A generalized image consists of a grid of generalized pixels, where each generalized pixel is a quadrilateral (not necessarily a rectangle).

Think of an image as a grid of rectangles, each assigned a color. (The rectangles correspond to the pixels.) Each such rectangle in the image corresponds to a parallelogram in the plane.

In order to manipulate image in Linear Algebra, we need to represent images as matrices. We represent an image by a set of colored points in the plane.

## Articles Related

## Colored points

To represent a colored point, we need to specify its location and its color. We will therefore represent a point using two vectors:

- the location vector with labels {'x','y','u'}
- and the color vector with labels {'r','g','b'}.

The location vector represents the location of the point in the usual way|as an (x, y) pair. The u entry is always 1 (homogeneous coordinates are used to perform a translation).

For example, the point (12, 15) would be represented by the vector Vec({'x','y','u'}, {'x':12, 'y':15, 'u':1}.

The color vector represents the color of the point: the 'r', 'g', and 'b' entries give the intensities for the color channels red, green, and blue. For example, the color red is represented by the function {'r': 1}.

## Scheme for representing images

Ordinarily, an image is a regular rectangular grid of rectangular pixels, where each pixel is assigned a color. Because images are transformed, a slightly more general representation is needed.

A generalized image consists of a grid of generalized pixels, where each generalized pixel is a quadrilateral (not necessarily a rectangle).

The points at the corners of the generalized pixels are identied by pairs (x, y) of integers, which are called pixel coordinates. The top-left corner has pixel coordinates (0,0), the corner directly to its right has pixel coordinates (1,0), and so on.

For example, the pixel coordinates of the four corners of the top-left generalized pixel are (0,0), (0,1), (1,0), and (1,1).

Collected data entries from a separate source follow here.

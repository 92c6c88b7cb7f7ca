//! Player controller: WASD + sprint + прыжок + гравитация
//!
//! Направление берётся из yaw камеры (TickInput::look без Y).
//! Горизонталь скользит вдоль стен (LevelGeometry::slide), вертикаль
//! ограничена полом на высоте глаз.

use bevy::prelude::*;

use super::level::LevelGeometry;
use crate::components::PlayerState;
use crate::config::{PlayerTuning, SimulationConfig};
use crate::input::{MovementIntent, TickInput};
use crate::schedule::SimClock;

/// Единичный вектор движения на плоскости XZ (или ноль)
pub fn movement_direction(intent: MovementIntent, look: Vec3) -> Vec3 {
    let forward = Vec3::new(look.x, 0.0, look.z).normalize_or_zero();
    let right = forward.cross(Vec3::Y).normalize_or_zero();

    let mut direction = Vec3::ZERO;
    if intent.forward {
        direction += forward;
    }
    if intent.backward {
        direction -= forward;
    }
    if intent.right {
        direction += right;
    }
    if intent.left {
        direction -= right;
    }

    direction.normalize_or_zero()
}

/// Один шаг контроллера на dt секунд
pub fn step_player(
    player: &mut PlayerState,
    input: &TickInput,
    level: &LevelGeometry,
    tuning: &PlayerTuning,
    dt: f32,
) {
    let direction = movement_direction(input.movement, input.look);
    let moving = direction != Vec3::ZERO;
    let speed = if input.sprint {
        tuning.sprint_speed
    } else {
        tuning.walk_speed
    };

    if input.jump && player.grounded {
        player.velocity_y = tuning.jump_impulse;
        player.grounded = false;
    }
    player.velocity_y -= tuning.gravity * dt;

    let mut position = level.slide(player.position, direction * speed * dt, tuning.collision_radius);
    position.y += player.velocity_y * dt;

    if position.y < tuning.eye_height {
        position.y = tuning.eye_height;
        player.velocity_y = 0.0;
        player.grounded = true;
    }

    player.position = position;
    player.is_moving = moving;
    player.is_sprinting = input.sprint && moving;
}

/// System: движение игрока (TickStep::Movement)
pub fn player_movement(
    clock: Res<SimClock>,
    input: Res<TickInput>,
    config: Res<SimulationConfig>,
    level: Res<LevelGeometry>,
    mut player: ResMut<PlayerState>,
) {
    step_player(&mut player, &input, &level, &config.player, clock.delta_secs());
}

#[cfg(test)]
mod tests {
    use super::*;
    use approx::assert_relative_eq;
    use std::time::Duration;

    fn forward() -> MovementIntent {
        MovementIntent {
            forward: true,
            ..Default::default()
        }
    }

    #[test]
    fn test_right_is_positive_x_when_looking_north() {
        let intent = MovementIntent {
            right: true,
            ..Default::default()
        };
        assert_eq!(movement_direction(intent, Vec3::NEG_Z), Vec3::X);
    }

    #[test]
    fn test_diagonal_normalized() {
        let intent = MovementIntent {
            forward: true,
            right: true,
            ..Default::default()
        };
        assert_relative_eq!(movement_direction(intent, Vec3::NEG_Z).length(), 1.0, epsilon = 1e-6);
    }

    #[test]
    fn test_look_pitch_ignored() {
        let direction = movement_direction(forward(), Vec3::new(0.0, -0.9, -0.1));
        assert_relative_eq!(direction.z, -1.0, epsilon = 1e-6);
        assert_eq!(direction.y, 0.0);
    }

    #[test]
    fn test_walk_and_sprint_distance() {
        let tuning = PlayerTuning::default();
        let level = LevelGeometry::open();

        let mut walker = PlayerState::new(&tuning);
        let input = TickInput::idle(Duration::from_secs(1)).moving(forward());
        step_player(&mut walker, &input, &level, &tuning, 0.5);
        assert_relative_eq!(walker.position.z, -4.0, epsilon = 1e-5);
        assert!(walker.is_moving);
        assert!(!walker.is_sprinting);

        let mut sprinter = PlayerState::new(&tuning);
        let mut input = TickInput::idle(Duration::from_secs(1)).moving(forward());
        input.sprint = true;
        step_player(&mut sprinter, &input, &level, &tuning, 0.5);
        assert_relative_eq!(sprinter.position.z, -7.0, epsilon = 1e-5);
        assert!(sprinter.is_sprinting);
    }

    #[test]
    fn test_sprint_without_moving_is_not_sprinting() {
        let tuning = PlayerTuning::default();
        let mut player = PlayerState::new(&tuning);
        let mut input = TickInput::idle(Duration::from_millis(16));
        input.sprint = true;

        step_player(&mut player, &input, &LevelGeometry::open(), &tuning, 0.016);
        assert!(!player.is_moving);
        assert!(!player.is_sprinting);
    }

    #[test]
    fn test_jump_and_land() {
        let tuning = PlayerTuning::default();
        let level = LevelGeometry::open();
        let mut player = PlayerState::new(&tuning);

        let mut jump = TickInput::idle(Duration::from_millis(100));
        jump.jump = true;
        step_player(&mut player, &jump, &level, &tuning, 0.1);
        assert!(!player.grounded);
        assert!(player.position.y > tuning.eye_height);

        // Второй прыжок в воздухе игнорируется
        let vy = player.velocity_y;
        step_player(&mut player, &jump, &level, &tuning, 0.1);
        assert_relative_eq!(player.velocity_y, vy - tuning.gravity * 0.1, epsilon = 1e-5);

        let idle = TickInput::idle(Duration::from_millis(100));
        for _ in 0..20 {
            step_player(&mut player, &idle, &level, &tuning, 0.1);
        }
        assert!(player.grounded);
        assert_eq!(player.position.y, tuning.eye_height);
        assert_eq!(player.velocity_y, 0.0);
    }

    #[test]
    fn test_never_below_floor() {
        let tuning = PlayerTuning::default();
        let mut player = PlayerState::new(&tuning);

        step_player(&mut player, &TickInput::idle(Duration::ZERO), &LevelGeometry::open(), &tuning, 5.0);
        assert_eq!(player.position.y, tuning.eye_height);
    }
}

Each corner is assigned a location in the plane, and each generalized pixel is assigned a color. The mapping of corners to points in the plane is given by a matrix, the location matrix. Each corner corresponds to a column of the location matrix, and the label of that column is the pair (x, y) of pixel coordinates of the corner. The column is a {'x','y','u'}-vector giving the location of the corner. Thus the row labels of the location matrix are 'x', 'y', and 'u'.

The mapping of generalized pixels to colors is given by another matrix, the color matrix. Each generalized pixel corresponds to a column of the color matrix, and the label of that column is the pair of pixel coordinates of the top-left corner of that generalized pixel. The column is a {'r','g','b'}-vector giving the color of that generalized pixel.

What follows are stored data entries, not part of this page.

//! Здоровье игрока

use serde::Serialize;

/// Здоровье (целые HP)
///
/// Инвариант: 0 ≤ current ≤ max
#[derive(Debug, Clone, Copy, PartialEq, Eq, Serialize)]
pub struct Health {
    pub current: u32,
    pub max: u32,
}

impl Default for Health {
    fn default() -> Self {
        Self::new(100) // Default 100 HP
    }
}

impl Health {
    pub fn new(max: u32) -> Self {
        Self { current: max, max }
    }

    pub fn is_alive(&self) -> bool {
        self.current > 0
    }

    pub fn is_wounded(&self) -> bool {
        self.is_alive() && self.current < self.max
    }

    pub fn take_damage(&mut self, amount: u32) {
        self.current = self.current.saturating_sub(amount);
    }

    pub fn heal(&mut self, amount: u32) {
        self.current = self.current.saturating_add(amount).min(self.max);
    }
}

For example, the image consists of four generalized pixels , comprising a total of nine corners. This image is represented by:

- the location matrix (which gives the location of columns in terms of v in a default coordinate system)

v | (0,0) | (0,1) | (0,2) | (1,2) | (1,1) | (1,0) | (2,2) | (2,0) | (2,1) |
---|---|---|---|---|---|---|---|---|---|

x | 0 | 0 | 0 | 1 | 1 | 1 | 2 | 2 | 2 |

y | 0 | 1 | 2 | 2 | 1 | 0 | 2 | 0 | 1 |

u | 1 | 1 | 1 | 1 | 1 | 1 | 1 | 1 | 1 |

- and the color matrix (which gives the colors of a pixel per corner)

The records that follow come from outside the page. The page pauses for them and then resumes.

//! Zombie AI: идти к игроку, в радиусе атаки бить
//!
//! Без pathfinding и коллизий: прямая к игроку по плоскости XZ.
//! Атака строго реже attack_cooldown_ms, по мёртвому игроку не бьём.

use bevy::prelude::*;

use crate::announcer::Announcer;
use crate::components::{PlayerState, Zombie};
use crate::config::SimulationConfig;
use crate::game_state::{handle_player_death, GamePhase};
use crate::logger;
use crate::schedule::SimClock;
use crate::waves::RoundState;

/// Решение зомби на тик
#[derive(Debug, Clone, Copy, PartialEq)]
pub enum ZombieIntent {
    /// Смещение по XZ за тик
    Chase { step: Vec3 },
    Attack,
}

/// Куда смотреть и что делать (чистая функция)
///
/// Возвращает yaw (None если стоим ровно на игроке) и намерение.
pub fn seek(
    zombie: Vec3,
    player: Vec3,
    speed: f32,
    dt: f32,
    attack_range: f32,
) -> (Option<f32>, ZombieIntent) {
    let offset = Vec3::new(player.x - zombie.x, 0.0, player.z - zombie.z);
    let distance = offset.length();
    let yaw = (distance > 0.0).then(|| offset.x.atan2(offset.z));

    if distance > attack_range {
        let step = offset / distance * speed * dt;
        (yaw, ZombieIntent::Chase { step })
    } else {
        (yaw, ZombieIntent::Attack)
    }
}

/// System: зомби двигаются и атакуют (TickStep::Ai)
///
/// Порядок обхода по ZombieId: кто раньше заспавнен, тот раньше бьёт.
pub fn zombie_ai(
    clock: Res<SimClock>,
    config: Res<SimulationConfig>,
    round: Res<RoundState>,
    mut phase: ResMut<GamePhase>,
    mut player: ResMut<PlayerState>,
    mut announcer: ResMut<Announcer>,
    mut zombies: Query<&mut Zombie>,
) {
    let now = clock.now_ms();
    let dt = clock.delta_secs();
    let tuning = &config.zombies;

    let mut ordered: Vec<Mut<Zombie>> = zombies.iter_mut().collect();
    ordered.sort_by_key(|zombie| zombie.id);

    for mut zombie in ordered {
        if !zombie.is_active() {
            continue;
        }

        let (yaw, intent) = seek(zombie.position, player.position, zombie.speed, dt, tuning.attack_range);
        if let Some(yaw) = yaw {
            zombie.yaw = yaw;
        }

        match intent {
            ZombieIntent::Chase { step } => zombie.position += step,
            ZombieIntent::Attack => {
                if !player.is_alive() || !zombie.can_attack(now, tuning.attack_cooldown_ms) {
                    continue;
                }

                zombie.last_attack_ms = Some(now);
                let died = player.take_damage(tuning.attack_damage);
                logger::log(&format!(
                    "🧟 Zombie {:?} hits player for {} (hp {})",
                    zombie.id, tuning.attack_damage, player.health.current
                ));

                if died {
                    handle_player_death(&mut phase, &mut announcer, round.round);
                }
            }
        }
    }
}

#[cfg(test)]
mod tests {
    use super::*;
    use approx::assert_relative_eq;

    #[test]
    fn test_chase_step_toward_player() {
        let (yaw, intent) = seek(Vec3::new(0.0, 0.0, -10.0), Vec3::new(0.0, 1.7, 0.0), 2.0, 0.5, 1.2);

        assert_relative_eq!(yaw.unwrap(), 0.0);
        match intent {
            ZombieIntent::Chase { step } => {
                assert_relative_eq!(step.z, 1.0, epsilon = 1e-6);
                assert_eq!(step.y, 0.0);
            }
            other => panic!("expected chase, got {:?}", other),
        }
    }

    #[test]
    fn test_attack_inside_range() {
        let (_, intent) = seek(Vec3::new(1.0, 0.0, 0.0), Vec3::new(0.0, 1.7, 0.0), 2.0, 0.5, 1.2);
        assert_eq!(intent, ZombieIntent::Attack);
    }

    #[test]
    fn test_range_boundary_attacks() {
        // distance == attack_range → атака (движение только строго дальше)
        let (_, intent) = seek(Vec3::new(0.0, 0.0, 1.5), Vec3::new(0.0, 0.0, 0.0), 2.0, 0.5, 1.5);
        assert_eq!(intent, ZombieIntent::Attack);
    }

    #[test]
    fn test_yaw_faces_player() {
        let (yaw, _) = seek(Vec3::ZERO, Vec3::new(5.0, 0.0, 0.0), 1.0, 0.1, 1.2);
        assert_relative_eq!(yaw.unwrap(), std::f32::consts::FRAC_PI_2);
    }

    #[test]
    fn test_on_top_of_player_keeps_yaw() {
        let (yaw, intent) = seek(Vec3::ZERO, Vec3::new(0.0, 1.7, 0.0), 1.0, 0.1, 1.2);
        assert_eq!(yaw, None);
        assert_eq!(intent, ZombieIntent::Attack);
    }
}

(0, 0) | (0, 1) | (1, 1) | (1, 0) | |
---|---|---|---|---|

b | 225 | 125 | 75 | 175 |

g | 225 | 125 | 75 | 175 |

r | 225 | 125 | 75 | 175 |

By applying a suitable transformation to the location matrix, we can obtain

v | (0,0) | (0,1) | (0,2) | (1,2) | (1,1) | (1,0) | (2,2) | (2,0) | (2,1) |
---|---|---|---|---|---|---|---|---|---|

x | 0 | 2 | 4 | 14 | 12 | 10 | 24 | 20 | 22 |

y | 0 | 10 | 20 | 22 | 12 | 2 | 24 | 4 | 14 |

u | 1 | 1 | 1 | 1 | 1 | 1 | 1 | 1 | 1 |

which, combined with the unchanged color matrix, looks like this:

## Perspective

The perspective of an image is given by the notion of coordinate system.

Making a perspective-free image is just a translation from one coordinate system to the other. This translation function maps pixel coordinates from the first coordinates system to the coordinates of the corresponding point in the second coordinates system.

The basic approach to derive this mapping is by example. We get:

- several input-output pairs|points in the original coordinate system
- corresponding points in the target coordinate system

in order to derive the function that agrees with this behaviour.

At the heart of this mapping function is a change of basis.